More ways of accessing metadata

Access just features:

file.features

Or get labels given a feature:

file.labels.get(features.tissue).df()
file.labels.get(features.collection).one()

If you want to query a slice of the array data, you have two options:

  1. Cache & load the entire array into memory via file.load() -> AnnData (caches the h5ad on disk, so that you only download once)

  2. Stream the array from the cloud using a cloud-backed accessor file.backed() -> AnnDataAccessor

Both options will run much faster if you run them close to the data (AWS S3 on the US West Coast, consider logging into hosted compute there).

1. Cache & load#

Let us first consider option 1:

adata = file.load()
adata
Hide code cell output
AnnData object with n_obs × n_vars = 7803 × 32922
    obs: 'donor_id', 'donor_age', 'self_reported_ethnicity_ontology_term_id', 'organism_ontology_term_id', 'sample_uuid', 'tissue_ontology_term_id', 'development_stage_ontology_term_id', 'suspension_uuid', 'suspension_type', 'library_uuid', 'assay_ontology_term_id', 'mapped_reference_annotation', 'is_primary_data', 'cell_type_ontology_term_id', 'author_cell_type', 'disease_ontology_term_id', 'reported_diseases', 'sex_ontology_term_id', 'compartment', 'Experiment', 'Project', 'cell_type', 'assay', 'disease', 'organism', 'sex', 'tissue', 'self_reported_ethnicity', 'development_stage'
    var: 'feature_is_filtered', 'feature_name', 'feature_reference', 'feature_biotype'
    uns: 'default_embedding', 'schema_version', 'title'
    obsm: 'X_umap'

Now we have an AnnData object, which stores observation annotations matching our file-level query in the .obs slot, and we can re-use almost the same query on the array-level:

See the file-level query for comparison
query = dataset.files.filter(
    organism=organisms.human,
    cell_types__in=[cell_types.dendritic_cell, cell_types.neutrophil],
    tissues=tissues.kidney,
    ulabels=suspension_types.cell,
    experimental_factors=experimental_factors.ln_10x_3_v2,
)

AnnData uses pandas to manage metadata and the syntax differs slightly.

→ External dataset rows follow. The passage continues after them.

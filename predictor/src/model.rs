use std::fmt;

use ndarray::{Array2, ArrayView2};

use crate::{PredictErr, Result};

/// What a model returns for a batch of rows.
#[derive(Debug, Clone, PartialEq)]
pub enum Output {
    /// One class label per row.
    Labels(Vec<i64>),
    /// One value per row.
    Values(Vec<f64>),
}

impl Output {
    pub fn len(&self) -> usize {
        match self {
            Output::Labels(v) => v.len(),
            Output::Values(v) => v.len(),
        }
    }

    pub fn is_empty(&self) -> bool {
        self.len() == 0
    }
}

/// A pre-trained model. Prediction has no side effects, so a single instance can be
/// shared between concurrent requests.
pub trait Predictor: fmt::Debug + Send + Sync {
    /// A short name for logs, such as `forest_classifier`.
    fn kind(&self) -> &'static str;

    /// Returns the number of columns every input row must have.
    fn n_features(&self) -> usize;

    /// Predicts every row of `x`.
    ///
    /// # Arguments
    /// * `x` - A `(rows, n_features)` matrix.
    ///
    /// # Returns
    /// One output per row, or `ShapeMismatch` if `x` has the wrong width.
    fn predict(&self, x: ArrayView2<'_, f64>) -> Result<Output>;

    /// Returns this model as a classifier, if it is one.
    fn as_classifier(&self) -> Option<&dyn Classifier> {
        None
    }
}

/// A model that also estimates class probabilities.
pub trait Classifier: Predictor {
    /// The labels this model can predict, in probability column order.
    fn classes(&self) -> &[i64];

    /// Estimates class probabilities for every row of `x`.
    ///
    /// # Returns
    /// A `(rows, classes)` matrix whose rows sum to one.
    fn predict_proba(&self, x: ArrayView2<'_, f64>) -> Result<Array2<f64>>;
}

pub(crate) fn check_width(x: &ArrayView2<'_, f64>, n_features: usize) -> Result<()> {
    if x.ncols() != n_features {
        return Err(PredictErr::ShapeMismatch {
            what: "features",
            got: x.ncols(),
            expected: n_features,
        });
    }
    Ok(())
}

However, the same metadata records are used.

adata_slice = adata[
    adata.obs.cell_type.isin(
        [cell_types.dendritic_cell.name, cell_types.neutrophil.name]
    )
    & (adata.obs.tissue == tissues.kidney.name)
    & (adata.obs.suspension_type == suspension_types.cell.name)
    & (adata.obs.assay == experimental_factors.ln_10x_3_v2.name)
]
adata_slice
Hide code cell output
View of AnnData object with n_obs × n_vars = 199 × 32922
    obs: 'donor_id', 'donor_age', 'self_reported_ethnicity_ontology_term_id', 'organism_ontology_term_id', 'sample_uuid', 'tissue_ontology_term_id', 'development_stage_ontology_term_id', 'suspension_uuid', 'suspension_type', 'library_uuid', 'assay_ontology_term_id', 'mapped_reference_annotation', 'is_primary_data', 'cell_type_ontology_term_id', 'author_cell_type', 'disease_ontology_term_id', 'reported_diseases', 'sex_ontology_term_id', 'compartment', 'Experiment', 'Project', 'cell_type', 'assay', 'disease', 'organism', 'sex', 'tissue', 'self_reported_ethnicity', 'development_stage'
    var: 'feature_is_filtered', 'feature_name', 'feature_reference', 'feature_biotype'
    uns: 'default_embedding', 'schema_version', 'title'
    obsm: 'X_umap'

2. Stream#

Let us now consider option 2:

adata_backed = file.backed()
adata_backed
Hide code cell output
AnnDataAccessor object with n_obs × n_vars = 7803 × 32922
  constructed for the AnnData object 20d87640-4be8-487f-93d4-dce38378d00f.h5ad
    obs: ['Experiment', 'Project', '_index', 'assay', 'assay_ontology_term_id', 'author_cell_type', 'cell_type', 'cell_type_ontology_term_id', 'compartment', 'development_stage', 'development_stage_ontology_term_id', 'disease', 'disease_ontology_term_id', 'donor_age', 'donor_id', 'is_primary_data', 'library_uuid', 'mapped_reference_annotation', 'organism', 'organism_ontology_term_id', 'reported_diseases', 'sample_uuid', 'self_reported_ethnicity', 'self_reported_ethnicity_ontology_term_id', 'sex', 'sex_ontology_term_id', 'suspension_type', 'suspension_uuid', 'tissue', 'tissue_ontology_term_id']
    obsm: ['X_umap']
    raw: ['X', 'var', 'varm']
    uns: ['default_embedding', 'schema_version', 'title']
    var: ['_index', 'feature_biotype', 'feature_is_filtered', 'feature_name', 'feature_reference']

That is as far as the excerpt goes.